According to the Ohio Medical Marijuana Control Program website established by the state, the following forms of medical marijuana are permitted: Oils, tinctures, plant material, edibles and patches. The law prohibits the use of medical marijuana by smoking or combustion, but does allow for vaporization.

Ohio medical marijuana cards will only be available to residents of the state.

The law creating Ohio’s MMCP lists 21 conditions qualifying someone to obtain medical marijuana. They include AIDS, amyotrophic lateral sclerosis, Alzheimer’s disease, cancer, chronic traumatic encephalopathy, Crohn’s disease or another seizure disorder, fibromyalgia, glaucoma, hepatitis C, inflammatory bowel disease, multiple sclerosis, pain that is either chronic and severe or intractable, Parkinson’s disease, positive status for HIV, post-traumatic stress disorder, sickle cell anemia, spinal cord disease or injury, Tourette’s syndrome, traumatic brain injury and ulcerative colitis.

Residents can petition the state to accept other medical conditions or methods of using marijuana starting in November.

Petrella believes residents will come to appreciate the new businesses.

“OVNR is a locally owned and operated business,” he said. “We live here and are committed to doing what is best for the citizens of this area.

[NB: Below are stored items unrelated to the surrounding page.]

//! Keyboard input for the player and recorder.
//!
//! Uses rdev for global key listening so key presses reach us while the
//! ffplay window has focus, plus a Ctrl+C handler that injects
//! [`KeyPress::Interrupt`].

use rdev::{listen, Event, EventType, Key};
use std::sync::atomic::{AtomicBool, Ordering};
use std::sync::mpsc::{self, Receiver, Sender};
use std::sync::Arc;
use std::thread::{self, JoinHandle};

use crate::backend::{KeyPress, Keys, Wait};

/// Keys that end playback and recording.
#[derive(Debug, Clone, Copy, PartialEq, Eq)]
pub struct KeyBindings {
    /// Ends playback
    pub quit: char,
    /// Ends recording
    pub stop: char,
}

impl Default for KeyBindings {
    fn default() -> Self {
        Self {
            quit: 'q',
            stop: 's',
        }
    }
}

impl KeyBindings {
    /// True if `key` should end playback. Ctrl+C always does.
    pub fn is_quit(&self, key: Option<KeyPress>) -> bool {
        matches_binding(key, self.quit)
    }

    /// True if `key` should end recording. Ctrl+C always does.
    pub fn is_stop(&self, key: Option<KeyPress>) -> bool {
        matches_binding(key, self.stop)
    }
}

fn matches_binding(key: Option<KeyPress>, bound: char) -> bool {
    match key {
        Some(KeyPress::Interrupt) => true,
        Some(KeyPress::Char(c)) => c == bound,
        None => false,
    }
}

/// Global keyboard listener feeding a channel of key presses.
pub struct KeyListener {
    tx: Sender<KeyPress>,
    rx: Receiver<KeyPress>,
    /// Flag to stop forwarding events
    stop_flag: Arc<AtomicBool>,
    /// Handle to the listener thread
    listener_thread: Option<JoinHandle<()>>,
}

impl Default for KeyListener {
    fn default() -> Self {
        Self::new()
    }
}

impl KeyListener {
    pub fn new() -> Self {
        let (tx, rx) = mpsc::channel();
        Self {
            tx,
            rx,
            stop_flag: Arc::new(AtomicBool::new(false)),
            listener_thread: None,
        }
    }

    /// Start listening for global key presses.
    ///
    /// Spawns a background thread. Returns an error if already running.
    pub fn start(&mut self) -> Result<(), String> {
        if self.listener_thread.is_some() {
            return Err("Key listener already running".to_string());
        }

        let tx = self.tx.clone();
        let stop_flag = self.stop_flag.clone();

        let handle = thread::spawn(move || {
            let callback = move |event: Event| {
                if stop_flag.load(Ordering::SeqCst) {
                    return;
                }
                if let EventType::KeyPress(key) = event.event_type {
                    if let Some(c) = event_char(event.name.as_deref(), key) {
                        let _ = tx.send(KeyPress::Char(c));
                    }
                }
            };

            // Blocks until error; on macOS this needs Accessibility permission
            if let Err(e) = listen(callback) {
                log::warn!("Key listener error: {:?}", e);
            }
        });

        self.listener_thread = Some(handle);
        Ok(())
    }

    /// Route Ctrl+C into the key channel. Can only be installed once per process.
    pub fn install_interrupt_handler(&self) -> Result<(), ctrlc::Error> {
        let tx = self.tx.clone();
        ctrlc::set_handler(move || {
            log::info!("Received Ctrl+C, stopping");
            let _ = tx.send(KeyPress::Interrupt);
        })
    }

    /// A sender that injects key presses, as the listener thread does.
    pub fn sender(&self) -> Sender<KeyPress> {
        self.tx.clone()
    }

    /// Stop forwarding key presses.
    pub fn stop(&mut self) {
        self.stop_flag.store(true, Ordering::SeqCst);
        // rdev's listen() cannot be cancelled; the thread lives until exit
        self.listener_thread = None;
    }
}

impl Keys for KeyListener {
    fn wait_key(&mut self, wait: Wait) -> Option<KeyPress> {
        match wait {
            Wait::Forever => self.rx.recv().ok(),
            Wait::For(d) if d.is_zero() => self.rx.try_recv().ok(),
            Wait::For(d) => self.rx.recv_timeout(d).ok(),
        }
    }
}

impl Drop for KeyListener {
    fn drop(&mut self) {
        self.stop();
    }
}

/// Character for a key press, preferring the platform's typed name.
fn event_char(name: Option<&str>, key: Key) -> Option<char> {
    if let Some(name) = name {
        let mut chars = name.chars();
        if let (Some(c), None) = (chars.next(), chars.next()) {
            if !c.is_control() || c == '\u{1b}' {
                return Some(c);
            }
        }
    }
    key_to_char(key)
}

/// Lowercase character for a physical key, if it has one.
fn key_to_char(key: Key) -> Option<char> {
    let c = match key {
        Key::KeyA => 'a',
        Key::KeyB => 'b',
        Key::KeyC => 'c',
        Key::KeyD => 'd',
        Key::KeyE => 'e',
        Key::KeyF => 'f',
        Key::KeyG => 'g',
        Key::KeyH => 'h',
        Key::KeyI => 'i',
        Key::KeyJ => 'j',
        Key::KeyK => 'k',
        Key::KeyL => 'l',
        Key::KeyM => 'm',
        Key::KeyN => 'n',
        Key::KeyO => 'o',
        Key::KeyP => 'p',
        Key::KeyQ => 'q',
        Key::KeyR => 'r',
        Key::KeyS => 's',
        Key::KeyT => 't',
        Key::KeyU => 'u',
        Key::KeyV => 'v',
        Key::KeyW => 'w',
        Key::KeyX => 'x',
        Key::KeyY => 'y',
        Key::KeyZ => 'z',
        Key::Num0 | Key::Kp0 => '0',
        Key::Num1 | Key::Kp1 => '1',
        Key::Num2 | Key::Kp2 => '2',
        Key::Num3 | Key::Kp3 => '3',
        Key::Num4 | Key::Kp4 => '4',
        Key::Num5 | Key::Kp5 => '5',
        Key::Num6 | Key::Kp6 => '6',
        Key::Num7 | Key::Kp7 => '7',
        Key::Num8 | Key::Kp8 => '8',
        Key::Num9 | Key::Kp9 => '9',
        Key::Space => ' ',
        Key::Escape => '\u{1b}',
        Key::Return | Key::KpReturn => '\r',
        _ => return None,
    };
    Some(c)
}

#[cfg(test)]
mod tests {
    use super::*;
    use std::time::Duration;

    #[test]
    fn test_default_bindings() {
        let keys = KeyBindings::default();
        assert_eq!(keys.quit, 'q');
        assert_eq!(keys.stop, 's');
    }

    #[test]
    fn test_quit_and_stop_are_distinct() {
        let keys = KeyBindings::default();
        assert!(keys.is_quit(Some(KeyPress::Char('q'))));
        assert!(!keys.is_quit(Some(KeyPress::Char('s'))));
        assert!(keys.is_stop(Some(KeyPress::Char('s'))));
        assert!(!keys.is_stop(Some(KeyPress::Char('q'))));
    }

    #[test]
    fn test_binding_is_case_sensitive() {
        let keys = KeyBindings::default();
        assert!(!keys.is_quit(Some(KeyPress::Char('Q'))));
    }

    #[test]
    fn test_interrupt_ends_both() {
        let keys = KeyBindings::default();
        assert!(keys.is_quit(Some(KeyPress::Interrupt)));
        assert!(keys.is_stop(Some(KeyPress::Interrupt)));
    }

    #[test]
    fn test_elapsed_wait_ends_neither() {
        let keys = KeyBindings::default();
        assert!(!keys.is_quit(None));
        assert!(!keys.is_stop(None));
    }

    #[test]
    fn test_key_to_char() {
        assert_eq!(key_to_char(Key::KeyQ), Some('q'));
        assert_eq!(key_to_char(Key::KeyS), Some('s'));
        assert_eq!(key_to_char(Key::Num7), Some('7'));
        assert_eq!(key_to_char(Key::Kp3), Some('3'));
        assert_eq!(key_to_char(Key::Escape), Some('\u{1b}'));
        assert_eq!(key_to_char(Key::ShiftLeft), None);
    }

    #[test]
    fn test_event_char_prefers_typed_name() {
        assert_eq!(event_char(Some("Q"), Key::KeyQ), Some('Q'));
        assert_eq!(event_char(Some("é"), Key::KeyE), Some('é'));
    }

    #[test]
    fn test_event_char_falls_back_to_key() {
        assert_eq!(event_char(None, Key::KeyQ), Some('q'));
        assert_eq!(event_char(Some(""), Key::KeyS), Some('s'));
        assert_eq!(event_char(Some("\u{11}"), Key::KeyQ), Some('q'));
    }

    #[test]
    fn test_wait_key_receives_injected_key() {
        let mut listener = KeyListener::new();
        listener.sender().send(KeyPress::Char('q')).unwrap();
        assert_eq!(
            listener.wait_key(Wait::For(Duration::from_millis(10))),
            Some(KeyPress::Char('q'))
        );
    }

    #[test]
    fn test_wait_key_times_out() {
        let mut listener = KeyListener::new();
        assert_eq!(listener.wait_key(Wait::For(Duration::from_millis(5))), None);
    }

    #[test]
    fn test_zero_wait_polls() {
        let mut listener = KeyListener::new();
        assert_eq!(listener.wait_key(Wait::For(Duration::ZERO)), None);
        listener.sender().send(KeyPress::Char('x')).unwrap();
        assert_eq!(
            listener.wait_key(Wait::For(Duration::ZERO)),
            Some(KeyPress::Char('x'))
        );
    }

    #[test]
    fn test_wait_forever_returns_queued_key() {
        let mut listener = KeyListener::new();
        listener.sender().send(KeyPress::Interrupt).unwrap();
        assert_eq!(listener.wait_key(Wait::Forever), Some(KeyPress::Interrupt));
    }
}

OVNR will be a good community partner and work with local charities, health care providers and patients. Our company will be a veteran-friendly business, focused on serving our patients’ needs, employing local residents and boosting the local economy.”

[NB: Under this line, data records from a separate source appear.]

//! Source resolution: device index or file path.

use std::fmt;
use std::path::PathBuf;

use crate::backend::Backend;
use crate::error::{HelperError, Result};

/// A video source.
#[derive(Debug, Clone, PartialEq, Eq)]
pub enum Source {
    /// Capture device by index (webcam 0, 1, ...)
    Device(u32),
    /// Video file on disk
    File(PathBuf),
}

impl Source {
    /// Resolve a textual source identifier.
    ///
    /// A non-empty string made only of ASCII digits is a device index,
    /// anything else is a file path.
    pub fn parse(id: &str) -> Result<Self> {
        if !id.is_empty() && id.bytes().all(|b| b.is_ascii_digit()) {
            let index = id.parse::<u32>().map_err(|e| HelperError::SourceUnavailable {
                source_id: id.to_string(),
                reason: format!("invalid device index: {}", e),
            })?;
            return Ok(Source::Device(index));
        }
        Ok(Source::File(PathBuf::from(id)))
    }
}

impl fmt::Display for Source {
    fn fmt(&self, f: &mut fmt::Formatter<'_>) -> fmt::Result {
        match self {
            Source::Device(index) => write!(f, "device {}", index),
            Source::File(path) => write!(f, "{}", path.display()),
        }
    }
}

/// Resolve `id` and open it through `backend`.
///
/// Fails fast with [`HelperError::SourceUnavailable`] when the source cannot
/// be opened; nothing is acquired in that case.
pub fn open_source<B: Backend>(backend: &mut B, id: &str) -> Result<B::Capture> {
    let source = Source::parse(id)?;
    log::debug!("Opening {}", source);

    match backend.open_capture(&source) {
        Ok(capture) => Ok(capture),
        Err(HelperError::SourceUnavailable { source_id, reason }) => {
            log::error!("Error opening video source {}: {}", source_id, reason);
            Err(HelperError::SourceUnavailable { source_id, reason })
        }
        Err(e) => {
            log::error!("Error opening video source {}: {}", source, e);
            Err(HelperError::SourceUnavailable {
                source_id: id.to_string(),
                reason: e.to_string(),
            })
        }
    }
}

Petrella noted the new business venture is personal for him. Two years ago, his father, who was allergic to many narcotics and suffered serious side-effects from others, was fighting cancer.

“I watched the pain and suffering my father went through during his battle with Stage 4 cancer. That experience inspired me to pursue this license and to find alternative methods to help provide relief for those suffering with chronic illness and pain. We look forward to establishing our dispensary in Jefferson County to serve the needs of the community and complying with state laws and regulations,” he said.

He plans to make education about medical marijuana a large part of his business, as he believes there are a lot of misconceptions out there.

“I really want to educate the community about what it is,” he said. “It’s not just people walking in.”

Gale said he believes the new businesses will boost the economy in the village.

“Wintersville is in a great place and time where you will see many changes to existing buildings and new additional business that will benefit Wintersville and our local economy. These dispensaries are just the tip of the iceberg of multi-million dollars of investments coming to enhance our business community and our economy while providing vital resources for our residents and the surrounding communities. There will be more to come in the health care services, bringing many jobs and specialized services,” he said.

“I think all the new business coming to Wintersville and the infrastructure improvements to some of our current building properties will provide more patrons to our current business, and I’m hoping with that we can see some further business such as family-style restaurants locate into our community, since there will be an influx of traffic coming through the village that will benefit all of our current and new businesses on the horizon.”

The other applicants included Hill Botanicals LLC, also known as One, owned by Jonathan Yoder in Jefferson County, and Ohio Valley Med Can owned by Ron Naylor in Belmont County.

Applicants had to pay an application fee of $5,000 and must pay the state a $70,000 operational fee every two years.

Petrella stated the process was not an easy one.

He had to hire a legal team, establish a board of directors, include business and security plans as well as complete the extensive application.

After meeting the basic criteria, applicants were scored on their business plan, operations plan and patient care plan.